◆ What is needed ◆
The word "Deserialize" may appear in some lines of the data; copy every such line.

[Collected data]
- Opening Delimiter -

//! Character persistence port
//!
//! The engine persists versioned [`Snapshot`]s through a [`CharacterStore`]:
//! - `MemoryStore`: in-process map (tests, ephemeral runs)
//! - `SqliteStore`: durable SQLite table

mod memory;
mod sqlite;

pub use memory::MemoryStore;
pub use sqlite::SqliteStore;

use async_trait::async_trait;
use chrono::{DateTime, Utc};
use serde::{Deserialize, Serialize};
use thiserror::Error;

use crate::character::Character;

/// Persistence errors
#[derive(Debug, Error)]
pub enum StoreError {
    #[error("database error: {0}")]
    Database(#[from] sqlx::Error),

    #[error("serialization error: {0}")]
    Serialization(#[from] serde_json::Error),

    #[error("corrupt snapshot for {0}: data is not an object")]
    Corrupt(String),

    #[error("storage unavailable: {0}")]
    Unavailable(String),
}

/// A versioned, serialized character record
#[derive(Debug, Clone, PartialEq, Serialize, Deserialize)]
#[serde(rename_all = "camelCase")]
pub struct Snapshot {
    pub character_id: String,
    pub version: u64,
    pub saved_at: DateTime<Utc>,
    pub data: serde_json::Value,
}

impl Snapshot {
    /// Capture the current character record
    pub fn capture(character: &Character, version: u64) -> Result<Self, StoreError> {
        Ok(Self {
            character_id: character.id.clone(),
            version,
            saved_at: Utc::now(),
            data: serde_json::to_value(character)?,
        })
    }

    /// Shallow-merge the stored fields over `defaults`.
    ///
    /// Top-level keys present in the snapshot replace the default's keys
    /// wholesale; keys the snapshot lacks keep their default value. The
    /// result is normalized, so out-of-range pools are clamped and items
    /// without ids get one.
    pub fn restore(&self, defaults: &Character) -> Result<Character, StoreError> {
        let stored = self
            .data
            .as_object()
            .ok_or_else(|| StoreError::Corrupt(self.character_id.clone()))?;

        let mut merged = match serde_json::to_value(defaults)? {
            serde_json::Value::Object(map) => map,
            _ => return Err(StoreError::Corrupt(self.character_id.clone())),
        };
        for (key, value) in stored {
            merged.insert(key.clone(), value.clone());
        }

        let mut character: Character = serde_json::from_value(serde_json::Value::Object(merged))?;
        character.normalize();
        Ok(character)
    }
}

/// Storage collaborator for character snapshots.
///
/// `save` must be durable before it returns. Repeated saves of the same
/// character are last-write-wins.
#[async_trait]
pub trait CharacterStore: Send + Sync {
    /// Load the latest snapshot for a character, if any
    async fn load(&self, character_id: &str) -> Result<Option<Snapshot>, StoreError>;

    /// Persist a snapshot, replacing any earlier one
    async fn save(&self, snapshot: &Snapshot) -> Result<(), StoreError>;
}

- Closing Delimiter -

◆ Written answer ◆
use serde::{Deserialize, Serialize};
#[derive(Debug, Clone, PartialEq, Serialize, Deserialize)]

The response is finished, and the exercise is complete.